Three Bay Threshing Barn
The northernmost third of Ohio is the location of barns derived from New England/New York settlers, who brought earlier English building traditions into the state. The earliest of these ethnic barns was the Three Bay Threshing Barn, also sometimes called the New England Barn, the Connecticut Barn, the Yankee Barn, or the English Barn. It has a floor plan ratio of about 3:2, although additional bays may be added to the gables in later versions. Side bays function as a storage place, grain bins, stabling areas and sometimes as hay mows. The central section was the threshing area originally. Wagon doors gave access on the front side, and a second set on the back side provided the winnowing draft, as well as an easy exit for the wagon. Hay was normally stored under the gable roof in the loft.

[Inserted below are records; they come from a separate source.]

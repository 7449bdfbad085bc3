//! Face photo capture from a file

use dermal_common::image::ImageData;
use std::path::Path;
use thiserror::Error;
use tracing::info;

#[derive(Debug, Error)]
pub enum CaptureError {
    #[error("Failed to read image {path}: {source}")]
    Read {
        path: String,
        #[source]
        source: std::io::Error,
    },

    #[error("Not a recognized image file: {0}")]
    NotAnImage(String),
}

/// Encode image bytes as a data URL, detecting the type from magic bytes
pub fn image_data_url(bytes: &[u8]) -> Option<String> {
    let kind = infer::get(bytes)?;
    if kind.matcher_type() != infer::MatcherType::Image {
        return None;
    }
    Some(ImageData::from_bytes(kind.mime_type(), bytes).to_data_url())
}

/// Read an image file into a `data:image/...;base64,` URL
pub fn load_image(path: &Path) -> Result<String, CaptureError> {
    let bytes = std::fs::read(path).map_err(|source| CaptureError::Read {
        path: path.display().to_string(),
        source,
    })?;
    let url = image_data_url(&bytes)
        .ok_or_else(|| CaptureError::NotAnImage(path.display().to_string()))?;
    info!(path = %path.display(), bytes = bytes.len(), "Image captured");
    Ok(url)
}
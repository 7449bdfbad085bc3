//! Fallback content for failed analyses
//!
//! One `FallbackPolicy` value holds every canned artifact: the server's
//! replacement log lines, the replacement report, and the client's
//! synthetic completion line. Services take the policy by value so tests
//! can inject alternates.

use crate::log_line::{LogLine, TAG_FINDING};
use crate::report::{
    generate_profile_id, DermalReport, Finding, FindingIcon, Headline, Inflammation, Metrics,
    Trend, TrendMetric,
};

/// Profile id of the canned report
pub const FALLBACK_PROFILE_ID: &str = "SK-77202";

/// Message of the client's synthetic completion line
pub const FALLBACK_COMPLETE_MESSAGE: &str = "FALLBACK_ANALYSIS_COMPLETE";

const FALLBACK_LOG_LINES: [&str; 8] = [
    "08:34:51 [OK] AUTHENTICATING_BIOMETRIC_ENCRYPTION",
    "08:34:51 [OK] UV_SPECTRUM_MAPPING_INITIALIZED",
    "08:34:51 [..] ANALYZING_NASOLABIAL_VECTORS",
    "08:34:52 [..] DETECTING_SUB_DURMAL_INFLAMMATION",
    "08:34:52 [!!] IRREGULAR_COLLAGEN_PATTERN_DETECTED",
    "08:34:52 [OK] CROSS_REF_GENETIC_PROFILE_ID_7",
    "08:34:53 [OK] BARRIER_INTEGRITY_INDEX_FINALIZED",
    "08:34:53 [..] CALCULATING_BIO_AGE_VARIANCE",
];

#[derive(Debug, Clone, PartialEq)]
pub struct FallbackPolicy {
    /// Log lines streamed when the log phase fails before emitting anything
    pub log_lines: Vec<String>,
    /// Canned report (always schema-valid)
    pub report: DermalReport,
    /// Server-side fallback reports get a fresh random profile id
    pub randomize_profile_id: bool,
    /// Line the client appends when the transport fails
    pub completion_line: LogLine,
}

impl FallbackPolicy {
    pub fn standard() -> Self {
        Self {
            log_lines: FALLBACK_LOG_LINES.iter().map(|s| s.to_string()).collect(),
            report: standard_report(),
            randomize_profile_id: true,
            completion_line: LogLine::new("08:34:53", TAG_FINDING, FALLBACK_COMPLETE_MESSAGE),
        }
    }

    /// Report emitted by the server in place of model output
    pub fn server_report(&self) -> DermalReport {
        if self.randomize_profile_id {
            self.report.with_profile_id(generate_profile_id())
        } else {
            self.report.clone()
        }
    }

    /// Report persisted by the client when the request itself fails
    pub fn client_report(&self) -> DermalReport {
        self.report.clone()
    }
}

impl Default for FallbackPolicy {
    fn default() -> Self {
        Self::standard()
    }
}

fn standard_report() -> DermalReport {
    DermalReport {
        profile_id: FALLBACK_PROFILE_ID.to_string(),
        headline: Headline::Accelerated,
        description: "Structural fragmentation detected in the deep dermal layer. Your skin's \
                      biological age is currently outpacing your chronological age by 4.2 years."
            .to_string(),
        bio_age_variance: "+4.2y".to_string(),
        metrics: Metrics {
            uv_damage: TrendMetric::new(62.0, Trend::Up),
            hydration: TrendMetric::new(38.0, Trend::Down),
            inflammation: Inflammation::High,
            dermal_bio_age: "+4.2y".to_string(),
        },
        findings: vec![
            Finding {
                id: "dermal-thinning".to_string(),
                title: "Dermal Thinning".to_string(),
                icon: FindingIcon::Warning,
                description: "The AI detected early-stage collagen breakdown in the periocular \
                              region. Without intervention, surface creasing will increase by 22% \
                              in the next 14 months."
                    .to_string(),
            },
            Finding {
                id: "lipid-loss".to_string(),
                title: "Lipid Loss".to_string(),
                icon: FindingIcon::Alert,
                description: "Your hydration retention markers are at critical lows. This \
                              indicates a 'leaky' skin barrier, allowing environmental toxins to \
                              penetrate deeper than normal."
                    .to_string(),
            },
        ],
    }
}
//! Common error types for dermal

use thiserror::Error;

/// Common result type for dermal operations
pub type Result<T> = std::result::Result<T, Error>;

/// Common error types across the dermal service and client
#[derive(Error, Debug)]
pub enum Error {
    /// Configuration loading or validation error
    #[error("Configuration error: {0}")]
    Config(String),

    /// TOML configuration file could not be parsed
    #[error("TOML parse error: {0}")]
    Toml(#[from] toml::de::Error),
}
//! Diagnostic log line parsing
//!
//! Lines follow `HH:MM:SS [TAG] message`. Anything else is still a valid
//! line: it is displayed as a message with empty time and tag.

use once_cell::sync::Lazy;
use regex::Regex;
use serde::{Deserialize, Serialize};
use std::fmt;

/// Tag for a completed step
pub const TAG_OK: &str = "[OK]";
/// Tag for an in-progress step
pub const TAG_IN_PROGRESS: &str = "[..]";
/// Tag for a notable finding
pub const TAG_FINDING: &str = "[!!]";

static LOG_LINE_RE: Lazy<Regex> = Lazy::new(|| {
    Regex::new(r"^([0-9]{2}:[0-9]{2}:[0-9]{2})\s+(\[[^\]]+\])\s+(.+)$").expect("log line pattern is valid")
});

static LOG_PREFIX_RE: Lazy<Regex> =
    Lazy::new(|| Regex::new(r"^[0-9]{2}:[0-9]{2}:[0-9]{2}\s+\[").expect("log prefix pattern is valid"));

/// Result of matching a raw line against the log format
#[derive(Debug, Clone, Copy, PartialEq, Eq)]
pub enum ParsedLine<'a> {
    Structured {
        time: &'a str,
        tag: &'a str,
        message: &'a str,
    },
    Unstructured(&'a str),
}

/// Match a raw line against `HH:MM:SS [TAG] message`
pub fn parse_log_line(raw: &str) -> ParsedLine<'_> {
    match LOG_LINE_RE.captures(raw) {
        Some(caps) => match (caps.get(1), caps.get(2), caps.get(3)) {
            (Some(time), Some(tag), Some(message)) => ParsedLine::Structured {
                time: time.as_str(),
                tag: tag.as_str(),
                message: message.as_str(),
            },
            _ => ParsedLine::Unstructured(raw),
        },
        None => ParsedLine::Unstructured(raw),
    }
}

/// True if the line starts with a timestamp followed by a tag bracket
pub fn has_log_prefix(raw: &str) -> bool {
    LOG_PREFIX_RE.is_match(raw)
}

/// One displayed diagnostic log entry
#[derive(Debug, Clone, PartialEq, Eq, Serialize, Deserialize)]
pub struct LogLine {
    pub time: String,
    pub tag: String,
    pub message: String,
}

impl LogLine {
    pub fn new(time: impl Into<String>, tag: impl Into<String>, message: impl Into<String>) -> Self {
        Self {
            time: time.into(),
            tag: tag.into(),
            message: message.into(),
        }
    }

    /// Line with empty time and tag
    pub fn message_only(message: impl Into<String>) -> Self {
        Self::new("", "", message)
    }

    /// Parse a raw line, falling back to a message-only line
    pub fn parse(raw: &str) -> Self {
        match parse_log_line(raw) {
            ParsedLine::Structured { time, tag, message } => Self::new(time, tag, message),
            ParsedLine::Unstructured(text) => Self::message_only(text),
        }
    }

    pub fn is_structured(&self) -> bool {
        !self.time.is_empty() && !self.tag.is_empty()
    }
}

impl fmt::Display for LogLine {
    fn fmt(&self, f: &mut fmt::Formatter<'_>) -> fmt::Result {
        if self.is_structured() {
            write!(f, "{} {} {}", self.time, self.tag, self.message)
        } else {
            f.write_str(&self.message)
        }
    }
}
//! Terminal rendering for the flow's stages

use crate::consumer::AnalysisView;
use dermal_common::log_line::TAG_FINDING;
use dermal_common::payment::{FULL_REPORT_AMOUNT, FULL_REPORT_PLAN};
use dermal_common::quiz::QuizMetric;
use dermal_common::report::{DermalReport, FindingIcon, Trend, TrendMetric};
use dermal_common::LogLine;
use std::fmt::Write;

/// Included in the paid report
pub const INTERVENTION_PROTOCOL: [&str; 3] = [
    "Customized Actives",
    "AM/PM Layering Guide",
    "90-Day Outcome Model",
];

const PROGRESS_BAR_WIDTH: usize = 40;

pub fn trend_arrow(trend: Trend) -> &'static str {
    match trend {
        Trend::Up => "▲",
        Trend::Down => "▼",
        Trend::Neutral => "",
    }
}

fn finding_marker(icon: FindingIcon) -> &'static str {
    match icon {
        FindingIcon::Warning => "⚠",
        FindingIcon::Alert => "⚡",
    }
}

fn percent(metric: &TrendMetric, with_trend: bool) -> String {
    let arrow = if with_trend { trend_arrow(metric.trend) } else { "" };
    if arrow.is_empty() {
        format!("{}%", metric.value)
    } else {
        format!("{}% {}", metric.value, arrow)
    }
}

fn write_metrics(out: &mut String, report: &DermalReport, with_trend: bool) {
    let metrics = &report.metrics;
    let _ = writeln!(out, "  UV DAMAGE       {}", percent(&metrics.uv_damage, with_trend));
    let _ = writeln!(out, "  HYDRATION       {}", percent(&metrics.hydration, with_trend));
    let _ = writeln!(out, "  INFLAMMATION    {}", metrics.inflammation);
    let _ = writeln!(out, "  DERMAL BIO-AGE  {}", metrics.dermal_bio_age);
}

fn write_findings(out: &mut String, report: &DermalReport) {
    for finding in &report.findings {
        let _ = writeln!(out, "  {} {}", finding_marker(finding.icon), finding.title);
        let _ = writeln!(out, "    {}", finding.description);
    }
}

/// One diagnostic log line as shown in the kernel pane
pub fn render_log_line(line: &LogLine) -> String {
    if line.is_structured() {
        let marker = if line.tag == TAG_FINDING { "!" } else { " " };
        format!("{}{} {} {}", marker, line.time, line.tag, line.message)
    } else {
        format!("  {}", line.message)
    }
}

/// Progress header, e.g. `DIAGNOSTIC KERNEL [#####.....] 50%`
pub fn render_progress(view: &AnalysisView) -> String {
    let filled = usize::from(view.progress) * PROGRESS_BAR_WIDTH / 100;
    format!(
        "DIAGNOSTIC KERNEL [{}{}] {}%",
        "#".repeat(filled),
        ".".repeat(PROGRESS_BAR_WIDTH - filled),
        view.progress
    )
}

/// Report preview shown before payment
pub fn render_preview(report: &DermalReport) -> String {
    let mut out = String::new();
    let _ = writeln!(out, "CLINICAL PROFILE ID: {}", report.profile_id);
    let _ = writeln!(out, "{}", report.headline);
    let _ = writeln!(out, "{}", report.description);
    let _ = writeln!(out);
    write_metrics(&mut out, report, true);
    let _ = writeln!(out);
    write_findings(&mut out, report);
    let _ = writeln!(out);
    let _ = writeln!(out, "Intervention Protocol");
    for item in INTERVENTION_PROTOCOL {
        let _ = writeln!(out, "  - {}", item);
    }
    let _ = writeln!(out);
    let _ = writeln!(out, "Get {} — ${}", FULL_REPORT_PLAN, FULL_REPORT_AMOUNT);
    out
}

/// Printable report shown after payment
pub fn render_full(report: &DermalReport, plan: Option<&str>, amount: Option<f64>) -> String {
    let mut out = String::new();
    let _ = writeln!(out, "Payment successful");
    match (plan, amount) {
        (Some(plan), Some(amount)) => {
            let _ = writeln!(out, "{} — ${} paid successfully.", plan, amount);
        }
        (Some(plan), None) => {
            let _ = writeln!(out, "{}", plan);
        }
        (None, Some(amount)) => {
            let _ = writeln!(out, "${} paid successfully.", amount);
        }
        (None, None) => {}
    }
    let _ = writeln!(out);
    let _ = writeln!(out, "==================================================");
    let _ = writeln!(out, "CLINICAL PROFILE ID: {}", report.profile_id);
    let _ = writeln!(out, "==================================================");
    let _ = writeln!(out, "Your Full Report");
    let _ = writeln!(out, "{}", report.headline);
    let _ = writeln!(out, "Bio-age variance: {}", report.bio_age_variance);
    let _ = writeln!(out, "{}", report.description);
    let _ = writeln!(out);
    write_metrics(&mut out, report, false);
    let _ = writeln!(out);
    let _ = writeln!(out, "Findings");
    write_findings(&mut out, report);
    let _ = writeln!(out);
    let _ = writeln!(out, "Intervention Protocol");
    for item in INTERVENTION_PROTOCOL {
        let _ = writeln!(out, "  [x] {}", item);
    }
    out
}

/// One quiz question with numbered options
pub fn render_question(metric: &QuizMetric) -> String {
    let mut out = String::new();
    let _ = writeln!(out, "Step {}: {} ({})", metric.step, metric.title, metric.label);
    let _ = writeln!(out, "  {}", metric.question);
    for (i, option) in metric.options.iter().enumerate() {
        let _ = writeln!(out, "    {}. {}", i + 1, option);
    }
    out
}
//! Configuration resolution for dermal-ai
//!
//! Provides multi-tier configuration resolution with CLI → ENV → TOML → default
//! priority. clap merges the first two tiers before values reach this module.

use crate::services::anthropic_client::{
    AnthropicConfig, DEFAULT_BASE_URL as MODEL_BASE_URL, DEFAULT_MAX_TOKENS, DEFAULT_MODEL,
};
use crate::services::payment_gateway::{
    DEFAULT_BASE_URL as PAYMENT_BASE_URL, DEFAULT_CURRENCY,
};
use dermal_common::config::{is_valid_secret, resolve, TomlConfig};
use std::time::Duration;
use tracing::{info, warn};

pub const DEFAULT_HOST: &str = "127.0.0.1";
pub const DEFAULT_PORT: u16 = 5780;
/// Face photos arrive base64-encoded inside the JSON body
pub const DEFAULT_MAX_BODY_BYTES: usize = 16 * 1024 * 1024;
pub const DEFAULT_TIMEOUT_SECS: u64 = 120;
pub const DEFAULT_LOG_FILTER: &str = "dermal_ai=info,tower_http=info";

/// Values already merged from command line and environment
#[derive(Debug, Clone, Default)]
pub struct ServiceOverrides {
    pub host: Option<String>,
    pub port: Option<u16>,
    pub model_api_key: Option<String>,
    pub model: Option<String>,
    pub payment_secret_key: Option<String>,
}

/// Payment processor settings; absent when no secret key is configured
#[derive(Debug, Clone, PartialEq)]
pub struct PaymentConfig {
    pub secret_key: String,
    pub base_url: String,
    pub currency: String,
    pub timeout: Duration,
}

/// Fully resolved service settings
#[derive(Debug, Clone)]
pub struct ServiceConfig {
    pub host: String,
    pub port: u16,
    pub max_body_bytes: usize,
    pub model: AnthropicConfig,
    pub payment: Option<PaymentConfig>,
    pub log_filter: String,
}

impl ServiceConfig {
    pub fn resolve(overrides: ServiceOverrides, toml: &TomlConfig) -> Self {
        let timeout = Duration::from_secs(resolve(None, toml.model.timeout_secs, DEFAULT_TIMEOUT_SECS));

        let model = AnthropicConfig {
            api_key: resolve_secret("Model API key", overrides.model_api_key, toml.model.api_key.as_deref()),
            model: resolve(overrides.model, toml.model.model.clone(), DEFAULT_MODEL.to_string()),
            base_url: resolve(None, toml.model.base_url.clone(), MODEL_BASE_URL.to_string()),
            max_tokens: resolve(None, toml.model.max_tokens, DEFAULT_MAX_TOKENS),
            timeout,
        };
        if model.api_key.is_none() {
            warn!("Model API key not configured; every analysis will use fallback content");
        }

        let payment = resolve_secret(
            "Payment secret key",
            overrides.payment_secret_key,
            toml.payment.secret_key.as_deref(),
        )
        .map(|secret_key| PaymentConfig {
            secret_key,
            base_url: resolve(None, toml.payment.base_url.clone(), PAYMENT_BASE_URL.to_string()),
            currency: resolve(None, toml.payment.currency.clone(), DEFAULT_CURRENCY.to_string()),
            timeout,
        });
        if payment.is_none() {
            warn!("Payment secret key not configured; payment endpoint will return 503");
        }

        Self {
            host: resolve(overrides.host, toml.server.host.clone(), DEFAULT_HOST.to_string()),
            port: resolve(overrides.port, toml.server.port, DEFAULT_PORT),
            max_body_bytes: resolve(None, toml.server.max_body_bytes, DEFAULT_MAX_BODY_BYTES),
            model,
            payment,
            log_filter: resolve(None, toml.logging.level.clone(), DEFAULT_LOG_FILTER.to_string()),
        }
    }

    pub fn bind_address(&self) -> String {
        format!("{}:{}", self.host, self.port)
    }
}

/// Resolve a secret from CLI/ENV then TOML
///
/// Blank values are ignored. Warns when both tiers carry a value.
pub fn resolve_secret(label: &str, cli_or_env: Option<String>, toml: Option<&str>) -> Option<String> {
    let cli_or_env = cli_or_env.filter(|key| is_valid_secret(key));
    let toml = toml.filter(|key| is_valid_secret(key));

    if cli_or_env.is_some() && toml.is_some() {
        warn!(
            "{} found in multiple sources: command line/environment, TOML. Using command line/environment (highest priority).",
            label
        );
    }

    if let Some(key) = cli_or_env {
        info!("{} loaded from command line/environment", label);
        return Some(key);
    }
    if let Some(key) = toml {
        info!("{} loaded from TOML config", label);
        return Some(key.to_string());
    }
    None
}
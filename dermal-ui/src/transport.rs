//! HTTP access to the analysis service
//!
//! `AnalysisTransport` opens the analysis event stream and hands back the raw
//! body; decoding happens in the consumer so chunk boundaries stay visible
//! to it. `PaymentClient` requests payment intents.

use async_trait::async_trait;
use bytes::Bytes;
use dermal_common::payment::{ErrorBody, PaymentIntentRequest, PaymentIntentResponse};
use dermal_common::AnalyzeRequest;
use futures::stream::{BoxStream, StreamExt};
use std::time::Duration;
use thiserror::Error;
use tracing::{debug, info};

const USER_AGENT: &str = concat!("dermal-ui/", env!("CARGO_PKG_VERSION"));

#[derive(Debug, Error)]
pub enum TransportError {
    #[error("Network error: {0}")]
    Network(String),

    #[error("Server returned status {0}")]
    Status(u16),

    #[error("Body read error: {0}")]
    Body(String),

    #[error("Request rejected: {0}")]
    Rejected(String),

    #[error("Invalid response: {0}")]
    InvalidResponse(String),
}

/// Raw response body chunks
pub type ByteStream = BoxStream<'static, Result<Bytes, TransportError>>;

#[async_trait]
pub trait AnalysisTransport: Send + Sync {
    /// POST the request and return the event stream body
    async fn open(&self, request: AnalyzeRequest) -> Result<ByteStream, TransportError>;
}

fn http_client(timeout: Option<Duration>) -> Result<reqwest::Client, TransportError> {
    let mut builder = reqwest::Client::builder().user_agent(USER_AGENT);
    if let Some(timeout) = timeout {
        builder = builder.timeout(timeout);
    }
    builder
        .build()
        .map_err(|e| TransportError::Network(e.to_string()))
}

fn join_url(base_url: &str, path: &str) -> String {
    format!("{}{}", base_url.trim_end_matches('/'), path)
}

/// Event stream transport over reqwest
pub struct HttpTransport {
    http_client: reqwest::Client,
    base_url: String,
}

impl HttpTransport {
    /// No overall timeout: the stream stays open for the whole analysis
    pub fn new(base_url: impl Into<String>) -> Result<Self, TransportError> {
        Ok(Self {
            http_client: http_client(None)?,
            base_url: base_url.into(),
        })
    }

    pub fn analyze_url(&self) -> String {
        join_url(&self.base_url, "/api/analyze")
    }
}

#[async_trait]
impl AnalysisTransport for HttpTransport {
    async fn open(&self, request: AnalyzeRequest) -> Result<ByteStream, TransportError> {
        debug!(url = %self.analyze_url(), with_image = request.has_image(), "Opening analysis stream");

        let response = self
            .http_client
            .post(self.analyze_url())
            .json(&request)
            .send()
            .await
            .map_err(|e| TransportError::Network(e.to_string()))?;

        let status = response.status();
        if !status.is_success() {
            return Err(TransportError::Status(status.as_u16()));
        }

        let body = response
            .bytes_stream()
            .map(|chunk| chunk.map_err(|e| TransportError::Body(e.to_string())));
        Ok(body.boxed())
    }
}

/// Payment intent requests
pub struct PaymentClient {
    http_client: reqwest::Client,
    base_url: String,
}

impl PaymentClient {
    pub fn new(base_url: impl Into<String>, timeout: Duration) -> Result<Self, TransportError> {
        Ok(Self {
            http_client: http_client(Some(timeout))?,
            base_url: base_url.into(),
        })
    }

    /// Request an intent for `amount_cents`; returns the client secret
    pub async fn create_payment_intent(&self, amount_cents: u64) -> Result<String, TransportError> {
        let response = self
            .http_client
            .post(join_url(&self.base_url, "/api/create-payment-intent"))
            .json(&PaymentIntentRequest::cents(amount_cents))
            .send()
            .await
            .map_err(|e| TransportError::Network(e.to_string()))?;

        let status = response.status();
        let body = response
            .bytes()
            .await
            .map_err(|e| TransportError::Body(e.to_string()))?;

        if !status.is_success() {
            return Err(match serde_json::from_slice::<ErrorBody>(&body) {
                Ok(error) => TransportError::Rejected(error.error),
                Err(_) => TransportError::Status(status.as_u16()),
            });
        }

        let intent: PaymentIntentResponse = serde_json::from_slice(&body)
            .map_err(|e| TransportError::InvalidResponse(e.to_string()))?;
        info!(amount_cents, "Payment intent created");
        Ok(intent.client_secret)
    }
}

#[cfg(test)]
mod tests {
    use super::*;

    #[test]
    fn test_urls_join_without_double_slash() {
        let transport = HttpTransport::new("http://127.0.0.1:5780/").unwrap();
        assert_eq!(transport.analyze_url(), "http://127.0.0.1:5780/api/analyze");
        assert_eq!(
            join_url("http://host", "/api/create-payment-intent"),
            "http://host/api/create-payment-intent"
        );
    }
}
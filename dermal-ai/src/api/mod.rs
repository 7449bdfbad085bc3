//! HTTP API handlers for dermal-ai

pub mod analyze;
pub mod health;
pub mod payment;

pub use analyze::analyze_routes;
pub use health::health_routes;
pub use payment::payment_routes;
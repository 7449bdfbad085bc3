//! Payment intent endpoint

use crate::services::payment_gateway::validate_amount;
use crate::services::PaymentError;
use crate::{ApiError, ApiResult, AppState};
use axum::{body::Bytes, extract::State, routing::post, Json, Router};
use dermal_common::payment::PaymentIntentResponse;
use serde_json::Value;
use tracing::{info, warn};

/// POST /api/create-payment-intent
///
/// Body `{ "amount": <cents> }`. Responds with the processor's client secret.
pub async fn create_payment_intent(
    State(state): State<AppState>,
    body: Bytes,
) -> ApiResult<Json<PaymentIntentResponse>> {
    let gateway = state.payments.as_ref().ok_or(ApiError::PaymentNotConfigured)?;

    let amount = serde_json::from_slice::<Value>(&body)
        .ok()
        .and_then(|value| value.get("amount").cloned())
        .unwrap_or(Value::Null);
    let amount_cents = validate_amount(&amount).map_err(|e| {
        warn!(amount = %amount, "Rejected payment amount");
        e
    })?;

    let intent = gateway
        .create_payment_intent(amount_cents, &state.currency)
        .await?;
    let client_secret = intent
        .client_secret
        .ok_or(PaymentError::MissingClientSecret)?;

    info!(intent_id = %intent.id, amount_cents, "Payment intent ready");
    Ok(Json(PaymentIntentResponse { client_secret }))
}

/// Build payment routes
pub fn payment_routes() -> Router<AppState> {
    Router::new().route("/api/create-payment-intent", post(create_payment_intent))
}
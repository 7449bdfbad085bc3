//! Payment intent endpoint integration tests

mod helpers;

use axum::http::StatusCode;
use dermal_ai::services::PaymentGateway;
use dermal_common::payment::{to_subcurrency, FULL_REPORT_AMOUNT};
use helpers::*;
use serde_json::json;
use std::sync::Arc;

fn idle_model() -> Arc<ScriptedModel> {
    Arc::new(ScriptedModel::new(LogScript::FailImmediately, Ok(json!(null))))
}

fn state_with(gateway: &Arc<MockGateway>) -> dermal_ai::AppState {
    test_state(idle_model(), Some(gateway.clone() as Arc<dyn PaymentGateway>))
}

#[tokio::test]
async fn test_amount_below_minimum_rejected() {
    // Given: a configured gateway
    let gateway = Arc::new(MockGateway::default());

    // When: 30 cents is requested
    let response = send(
        state_with(&gateway),
        json_post("/api/create-payment-intent", json!({ "amount": 30 }).to_string()),
    )
    .await;

    // Then: 400 with the minimum-amount message, and no intent created
    assert_eq!(response.status(), StatusCode::BAD_REQUEST);
    assert_eq!(
        body_json(response).await,
        json!({ "error": "Invalid amount (minimum 50 cents)" })
    );
    assert!(gateway.calls().is_empty());
}

#[tokio::test]
async fn test_full_report_amount_returns_client_secret() {
    let gateway = Arc::new(MockGateway::default());
    let cents = to_subcurrency(FULL_REPORT_AMOUNT);

    let response = send(
        state_with(&gateway),
        json_post("/api/create-payment-intent", json!({ "amount": cents }).to_string()),
    )
    .await;

    assert_eq!(response.status(), StatusCode::OK);
    let body = body_json(response).await;
    let secret = body["clientSecret"].as_str().unwrap();
    assert!(!secret.is_empty());
    assert_eq!(gateway.calls(), vec![(2900, "usd".to_string())]);
}

#[tokio::test]
async fn test_fractional_amount_rounded() {
    let gateway = Arc::new(MockGateway::default());

    let response = send(
        state_with(&gateway),
        json_post("/api/create-payment-intent", json!({ "amount": 2899.5 }).to_string()),
    )
    .await;

    assert_eq!(response.status(), StatusCode::OK);
    assert_eq!(gateway.calls()[0].0, 2900);
}

#[tokio::test]
async fn test_missing_or_non_numeric_amount_rejected() {
    let gateway = Arc::new(MockGateway::default());

    for body in [
        json!({}).to_string(),
        json!({ "amount": "2900" }).to_string(),
        json!({ "amount": null }).to_string(),
        "garbage".to_string(),
    ] {
        let response = send(state_with(&gateway), json_post("/api/create-payment-intent", body)).await;
        assert_eq!(response.status(), StatusCode::BAD_REQUEST);
    }
    assert!(gateway.calls().is_empty());
}

#[tokio::test]
async fn test_unconfigured_payment_returns_503() {
    // Given: no payment key configured
    let state = test_state(idle_model(), None);

    // When
    let response = send(
        state,
        json_post("/api/create-payment-intent", json!({ "amount": 2900 }).to_string()),
    )
    .await;

    // Then
    assert_eq!(response.status(), StatusCode::SERVICE_UNAVAILABLE);
    assert_eq!(
        body_json(response).await,
        json!({ "error": "Payment is not configured" })
    );
}

#[tokio::test]
async fn test_processor_failure_returns_generic_500() {
    let gateway = Arc::new(MockGateway::failing());

    let response = send(
        state_with(&gateway),
        json_post("/api/create-payment-intent", json!({ "amount": 2900 }).to_string()),
    )
    .await;

    assert_eq!(response.status(), StatusCode::INTERNAL_SERVER_ERROR);
    assert_eq!(
        body_json(response).await,
        json!({ "error": "Internal Server Error" })
    );
}
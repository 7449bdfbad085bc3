//! Health check endpoint

use axum::{extract::State, routing::get, Json, Router};
use chrono::Utc;
use serde::Serialize;

use crate::AppState;

/// Health check response
#[derive(Debug, Serialize)]
pub struct HealthResponse {
    /// Service status ("ok")
    pub status: String,
    /// Module name ("dermal-ai")
    pub module: String,
    /// Crate version from Cargo.toml
    pub version: String,
    /// Seconds since service started
    pub uptime_seconds: u64,
}

/// GET /health
pub async fn health_check(State(state): State<AppState>) -> Json<HealthResponse> {
    let uptime = Utc::now().signed_duration_since(state.startup_time);
    let uptime_seconds = uptime.num_seconds().max(0) as u64;

    Json(HealthResponse {
        status: "ok".to_string(),
        module: "dermal-ai".to_string(),
        version: env!("CARGO_PKG_VERSION").to_string(),
        uptime_seconds,
    })
}

/// Build health check routes
pub fn health_routes() -> Router<AppState> {
    Router::new().route("/health", get(health_check))
}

Many Three Bay Threshing barns boast of decorated doors consisting basically of a painted "rounded arch entirely within the space of the door." "The design is usually duplicated on both sections of the main door to form the arch, and is replicated on smaller doors (Noble 1993, 26). Northwestern Ohio, with extensions into both Indiana and Michigan, accounts for the greatest number of barns with decorated arch doors.

Siding consisted of some planks or boards nailed to sills and plates or girts. They were spaced a bit apart to allow ventilation. By placing the boards vertically rain water would run off quickly and not collect on the top edge as it would on horizontally affixed siding, which would then increase rot.

Another feature found on many types of barns, but especially common on Three Bay Threshing barns, is the pent roof, a largely unsupported triangular roof structure projecting from a wall of the barn. The small English three-bay barn has a higher incidence than others of gable wall pent roofs, which may be related to the pent roof’s function of extending the rather limited interior, and thus, protected area of the barn. "As farm operations grew in the later 19th Century, adding a pent roof may have been an economically alternative to building a larger barn" (Noble 1993, 29).
 

The careful observer will note the similarities in form and function between the Three Bay Threshing barn and the upper parts of the German Bank barn. In both, hay was stored in the loft and grain was threshed by hand, using wooden flails. After separation of the grain from the straw and its removal, the grain and husks (chaff) were tossed together into the air. The heavier grain settled back down into the winnowing basket or a pile on the floor, and the lighter chaff was blown a bit away where it was saved for animal food. The draft provided by the second set of doors in both types of barn was necessary for easy separation of grain and chaff.